Actual comment from a videogame message board I frequent:

"Art isn't decoration. Art isn't prettiness. Art is a form of anti-mainstream expression. It is supposed to offend, to provoke, to make you think thoughts you never thought before. And get a new outlook on things."

With this kind of lop-sided perspective on what art is -- i.e., it doesn't matter what you do or how well you do it, the only defining criterion of art is its political message -- is it any wonder that art education has gone down the proverbial crapper? (The particular artistic item under discussion was not a drawing or sculpture, but a version of Space Invaders rigged so that the invaders destroy the towers of the World Trade Center.)

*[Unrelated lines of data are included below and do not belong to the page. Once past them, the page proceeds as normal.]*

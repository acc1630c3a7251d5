//! Premultiplied RGBA8 blending helpers shared by the encoder and tests.

use crate::foundation::{
    core::Rgba8,
    error::{PhotostripError, PhotostripResult},
};

pub type PremulRgba8 = [u8; 4];

/// Porter-Duff source-over.
pub fn over(dst: PremulRgba8, src: PremulRgba8) -> PremulRgba8 {
    if src[3] == 0 {
        return dst;
    }

    let inv = 255u16 - u16::from(src[3]);

    let mut out = [0u8; 4];
    out[3] = add_sat_u8(src[3], mul_div255(u16::from(dst[3]), inv));

    for i in 0..3 {
        out[i] = add_sat_u8(src[i], mul_div255(u16::from(dst[i]), inv));
    }
    out
}

/// Composite a premultiplied RGBA8 surface over an opaque `background` and drop alpha.
///
/// JPEG has no alpha channel, so any translucent pixel left on the canvas is resolved
/// against the background color here.
pub fn flatten_to_rgb8(rgba8_premul: &[u8], background: Rgba8) -> PhotostripResult<Vec<u8>> {
    if !rgba8_premul.len().is_multiple_of(4) {
        return Err(PhotostripError::encode(
            "flatten expects an rgba8 buffer (length multiple of 4)",
        ));
    }
    let bg = Rgba8 { a: 255, ..background }.to_premul();
    let mut rgb = Vec::with_capacity(rgba8_premul.len() / 4 * 3);
    for px in rgba8_premul.chunks_exact(4) {
        let out = if px[3] == 255 {
            [px[0], px[1], px[2], 255]
        } else {
            over(bg, [px[0], px[1], px[2], px[3]])
        };
        rgb.extend_from_slice(&out[..3]);
    }
    Ok(rgb)
}

fn mul_div255(x: u16, y: u16) -> u8 {
    (((u32::from(x) * u32::from(y)) + 127) / 255) as u8
}

fn add_sat_u8(a: u8, b: u8) -> u8 {
    a.saturating_add(b)
}

#[cfg(test)]
#[path = "../../tests/unit/effects/composite.rs"]
mod tests;
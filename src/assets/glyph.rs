use std::{path::Path, sync::Arc};

use anyhow::Context;

use crate::{
    assets::decode::PreparedImage,
    foundation::error::{PhotostripError, PhotostripResult},
};

const EMOJI_FAMILIES: &str =
    "'Noto Color Emoji', 'Apple Color Emoji', 'Segoe UI Emoji', 'Twemoji Mozilla', sans-serif";

/// Rasterizes text stickers through `usvg`/`resvg` using a shared font database.
#[derive(Clone)]
pub struct GlyphRasterizer {
    fontdb: Arc<usvg::fontdb::Database>,
}

impl std::fmt::Debug for GlyphRasterizer {
    fn fmt(&self, f: &mut std::fmt::Formatter<'_>) -> std::fmt::Result {
        f.debug_struct("GlyphRasterizer")
            .field("faces", &self.fontdb.len())
            .finish()
    }
}

impl GlyphRasterizer {
    /// System fonts plus any font files found directly in `extra_dirs`.
    pub fn with_system_fonts(extra_dirs: &[&Path]) -> Self {
        let mut db = usvg::fontdb::Database::new();
        db.load_system_fonts();
        for dir in extra_dirs {
            if dir.is_dir() {
                db.load_fonts_dir(dir);
            }
        }
        tracing::debug!(faces = db.len(), "sticker font database ready");
        Self {
            fontdb: Arc::new(db),
        }
    }

    /// Render `text` centered in a `box_px` square, premultiplied RGBA8.
    ///
    /// Fails when nothing visible was produced (e.g. no installed font has the glyph).
    pub fn rasterize(&self, text: &str, box_px: u32) -> PhotostripResult<PreparedImage> {
        let box_px = box_px.max(1);
        let svg = glyph_svg(text, box_px);

        let opts = usvg::Options {
            fontdb: self.fontdb.clone(),
            ..Default::default()
        };
        let tree = usvg::Tree::from_str(&svg, &opts).context("parse sticker svg")?;

        let mut pixmap = resvg::tiny_skia::Pixmap::new(box_px, box_px)
            .ok_or_else(|| PhotostripError::render("failed to allocate sticker pixmap"))?;
        resvg::render(
            &tree,
            resvg::tiny_skia::Transform::identity(),
            &mut pixmap.as_mut(),
        );

        if pixmap.data().chunks_exact(4).all(|px| px[3] == 0) {
            return Err(PhotostripError::render(format!(
                "no installed font could draw '{text}'"
            )));
        }

        Ok(PreparedImage {
            width: box_px,
            height: box_px,
            rgba8_premul: Arc::new(pixmap.data().to_vec()),
        })
    }
}

fn glyph_svg(text: &str, box_px: u32) -> String {
    let half = f64::from(box_px) / 2.0;
    let font_size = f64::from(box_px) * 0.8;
    format!(
        r#"<svg xmlns="http://www.w3.org/2000/svg" width="{box_px}" height="{box_px}" viewBox="0 0 {box_px} {box_px}"><text x="{half}" y="{half}" font-size="{font_size}" font-family="{EMOJI_FAMILIES}" text-anchor="middle" dominant-baseline="central">{}</text></svg>"#,
        escape_xml(text)
    )
}

fn escape_xml(text: &str) -> String {
    let mut out = String::with_capacity(text.len());
    for c in text.chars() {
        match c {
            '&' => out.push_str("&amp;"),
            '<' => out.push_str("&lt;"),
            '>' => out.push_str("&gt;"),
            '"' => out.push_str("&quot;"),
            '\'' => out.push_str("&apos;"),
            c => out.push(c),
        }
    }
    out
}

#[cfg(test)]
#[path = "../../tests/unit/assets/glyph.rs"]
mod tests;
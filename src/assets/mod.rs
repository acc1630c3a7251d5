pub(crate) mod decode;
pub(crate) mod frames;
pub(crate) mod glyph;
pub(crate) mod loader;
pub(crate) mod stickers;
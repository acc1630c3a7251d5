use crate::foundation::core::{Affine, Rect};

/// Placement of a source bitmap that covers a target cell ("object-fit: cover").
#[derive(Clone, Copy, Debug, PartialEq)]
pub struct CoverFit {
    /// Uniform scale applied on both axes.
    pub scale: f64,
    /// Where the whole scaled source lands, in canvas coordinates. Extends past the cell on
    /// at most one axis.
    pub draw: Rect,
    /// Part of the source (in source pixels) that remains visible inside the cell.
    pub src_crop: Rect,
}

impl CoverFit {
    /// Source-pixel to canvas-pixel transform.
    pub fn transform(&self) -> Affine {
        Affine::translate((self.draw.x0, self.draw.y0)) * Affine::scale(self.scale)
    }

    /// Whether the source had to be cropped horizontally.
    pub fn crops_horizontally(&self, src_width: u32) -> bool {
        self.src_crop.width() < f64::from(src_width)
    }

    /// Whether the source had to be cropped vertically.
    pub fn crops_vertically(&self, src_height: u32) -> bool {
        self.src_crop.height() < f64::from(src_height)
    }
}

/// Scale `src_width x src_height` uniformly by
/// `max(cell_w / src_w, cell_h / src_h)` and center it over `cell`.
///
/// Returns `None` for empty sources or cells.
pub fn cover_fit(src_width: u32, src_height: u32, cell: Rect) -> Option<CoverFit> {
    if src_width == 0 || src_height == 0 || cell.width() <= 0.0 || cell.height() <= 0.0 {
        return None;
    }
    let (sw, sh) = (f64::from(src_width), f64::from(src_height));
    let scale = (cell.width() / sw).max(cell.height() / sh);

    let draw_w = sw * scale;
    let draw_h = sh * scale;
    let x0 = cell.x0 + (cell.width() - draw_w) / 2.0;
    let y0 = cell.y0 + (cell.height() - draw_h) / 2.0;

    // Visible source extent, centered; min() absorbs float noise on the fitted axis.
    let vis_w = (cell.width() / scale).min(sw);
    let vis_h = (cell.height() / scale).min(sh);
    let sx0 = (sw - vis_w) / 2.0;
    let sy0 = (sh - vis_h) / 2.0;

    Some(CoverFit {
        scale,
        draw: Rect::new(x0, y0, x0 + draw_w, y0 + draw_h),
        src_crop: Rect::new(sx0, sy0, sx0 + vis_w, sy0 + vis_h),
    })
}

#[cfg(test)]
#[path = "../../tests/unit/layout/cover.rs"]
mod tests;
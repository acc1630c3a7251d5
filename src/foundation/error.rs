/// Convenience result type used across photostrip.
pub type PhotostripResult<T> = Result<T, PhotostripError>;

/// Fatal errors: any of these ends a composition without output.
#[derive(thiserror::Error, Debug)]
pub enum PhotostripError {
    /// The layout id has no registered cell/border parameters.
    #[error("unsupported layout '{layout_id}'")]
    UnsupportedLayout {
        /// Offending layout id.
        layout_id: String,
    },

    /// The request carried zero photos.
    #[error("no photos provided")]
    NoPhotosProvided,

    /// Export was requested with fewer photos than the layout has cells.
    #[error("incomplete photo set: layout needs {expected}, got {provided}")]
    IncompletePhotoSet {
        /// Cell count of the layout.
        expected: usize,
        /// Photos actually supplied.
        provided: usize,
    },

    /// The output surface could not be encoded.
    #[error("encode failed: {0}")]
    EncodeFailed(String),

    /// Invalid user-provided request or configuration data.
    #[error("validation error: {0}")]
    Validation(String),

    /// Internal drawing failure.
    #[error("render error: {0}")]
    Render(String),

    /// Wrapped lower-level error from dependencies or IO.
    #[error(transparent)]
    Other(#[from] anyhow::Error),
}

impl PhotostripError {
    /// Build a [`PhotostripError::Validation`] value.
    pub fn validation(msg: impl Into<String>) -> Self {
        Self::Validation(msg.into())
    }

    /// Build a [`PhotostripError::Render`] value.
    pub fn render(msg: impl Into<String>) -> Self {
        Self::Render(msg.into())
    }

    /// Build a [`PhotostripError::EncodeFailed`] value.
    pub fn encode(msg: impl Into<String>) -> Self {
        Self::EncodeFailed(msg.into())
    }

    /// Build a [`PhotostripError::UnsupportedLayout`] value.
    pub fn unsupported_layout(layout_id: impl Into<String>) -> Self {
        Self::UnsupportedLayout {
            layout_id: layout_id.into(),
        }
    }

    /// Actionable sentence suitable for showing to the person at the booth.
    pub fn user_message(&self) -> String {
        match self {
            Self::UnsupportedLayout { layout_id } => {
                format!("The '{layout_id}' layout is not available. Please pick another layout.")
            }
            Self::NoPhotosProvided => "Take at least one photo before continuing.".to_string(),
            Self::IncompletePhotoSet { expected, provided } => {
                let remaining = expected.saturating_sub(*provided);
                let noun = if remaining == 1 { "photo" } else { "photos" };
                format!("Capture {remaining} more {noun} before exporting.")
            }
            Self::EncodeFailed(_) => "Failed to export image. Please try again.".to_string(),
            Self::Validation(msg) => format!("The photo settings are invalid: {msg}."),
            Self::Render(_) | Self::Other(_) => {
                "Something went wrong while creating your image.".to_string()
            }
        }
    }
}

/// Recoverable problems absorbed during a composition.
///
/// These never abort a render; they are attached to an otherwise successful result.
#[derive(Clone, Debug, PartialEq, Eq, serde::Serialize)]
#[serde(tag = "kind", rename_all = "snake_case")]
pub enum CompositionWarning {
    /// Photo `index` could not be loaded; its cell shows the background.
    PhotoDecodeFailed {
        /// Row-major photo index.
        index: usize,
        /// Decoder or IO message.
        reason: String,
    },
    /// The frame overlay could not be loaded; the composition has no overlay.
    FrameDecodeFailed {
        /// Overlay location that failed.
        path: String,
        /// Decoder or IO message.
        reason: String,
    },
    /// A sticker could not be rasterized and was skipped.
    StickerRenderFailed {
        /// Placement id of the skipped sticker.
        sticker_id: String,
        /// Rasterizer or decoder message.
        reason: String,
    },
}

impl CompositionWarning {
    /// Non-blocking notice for the user.
    pub fn user_message(&self) -> String {
        match self {
            Self::PhotoDecodeFailed { index, .. } => format!(
                "Photo {} could not be loaded and was left blank.",
                index + 1
            ),
            Self::FrameDecodeFailed { .. } => {
                "The frame could not be loaded, so your photos were exported without it."
                    .to_string()
            }
            Self::StickerRenderFailed { .. } => {
                "One sticker could not be drawn and was left out.".to_string()
            }
        }
    }
}

impl std::fmt::Display for CompositionWarning {
    fn fmt(&self, f: &mut std::fmt::Formatter<'_>) -> std::fmt::Result {
        match self {
            Self::PhotoDecodeFailed { index, reason } => {
                write!(f, "photo {index} decode failed: {reason}")
            }
            Self::FrameDecodeFailed { path, reason } => {
                write!(f, "frame '{path}' decode failed: {reason}")
            }
            Self::StickerRenderFailed { sticker_id, reason } => {
                write!(f, "sticker '{sticker_id}' render failed: {reason}")
            }
        }
    }
}

#[cfg(test)]
#[path = "../../tests/unit/foundation/error.rs"]
mod tests;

For an example of a non-fascistic, but still technique-focused, art educator I would perhaps cite Betty Edwards. I hear nothing but good things about her system.

carlo guillot said...

Hey John
I've just found this:
Ralph Bakshi at the San Diego Comic Con.

Have fun

perspex said...

meh...i don't really care.

its cartooning!

Anonymous said...

I personally love drawing wrinkles. I think it gives such personality to the characters.

I think Robert Crumb has a pretty good techniques as well with wrinkles even though they may be a wee bit more simplistic, such as here:

Crumb's master crosshatching makes distracts the eye I think from the simplicity of the wrinkles, which makes them probably more unique than super accurate.

Nat said...

Hey John, off topic and not spam. Digg is showing Ren & Stimpy some sweet sweet nostalgic love

John T. Quinn 3rd said...

Have you seen the Famous Artists Cartoon Course (copyright 1956)? Lesson 9 is Clothes and folds. Terrific simplification and quick reference resource.

Mark Simonson said...

Rockwell worked from photos. He used friends and neighbors as models.

Funka said...

A friend of mine who has no interest whatsoever in being an artist can draw the most perfect, amazing wrinkles you've ever seen.

That's about all he can draw, mind you but still! He has pages of wrinkled paper sacks, copied wrinkles from fashion magazines and crumpled up pieces of paper. It fascinates him yet he's extremely nonchalant about it.

Anonymous said...

That makes a lot of sense to me. Wrinkles are a lost art form, I think with the abstraction of the art form based on photography the style chaged over the years. Once people no longer needed a highly realist rendition of what people looked like, they no longer did the wrinkles. I haven't studied wrinkles ever but I have studied da vinci and can reproduce his sketches. It's a lot of fun to do.
Here is a small peom based on your findings,

"Wrinkles in Time"
With loss comes sacrifice of the artifical work.
When once we sought haven we now turn to darkness. The lines of wrinkles stay on the person, but not in the face of time.

Look forward to your next insightful thought process on the artform of animmation, Will

Anonymous said...

I've seen some very interesting folds and wrinkles in the cartoons from The Maxx (back from MTV's Oddities in the 90s.) Look at the cape/outfit worn by Mr.Gone and also the clothing on characters. The animators were trying to get as close to the original comic book art from Sam Kieth, who I remember once said his work was heavily influenced by Frank Frazetta. I think it's a great example of comic book and animation study on wrinkles.

kurtwil said...

Kudos for Schribner for being able to animate wrinkles that enhance, rather than detract, from an animated character.

Meanwhile, CGI wrinkles are relatively easy to add as textures, but animating them is a pain, especially for games using low resolution character meshes (one can often see underlying triangles in character's clothing folds).

That poor Disney Cinderella Prince's one of animation's most reviled characters (his animator, Eric Larson, wasn't thrilled either), yet princey was copied frame by frame for Fox's Antastasia. Princey got more dynamic in CINDERELLA III but still followed all the JK observations.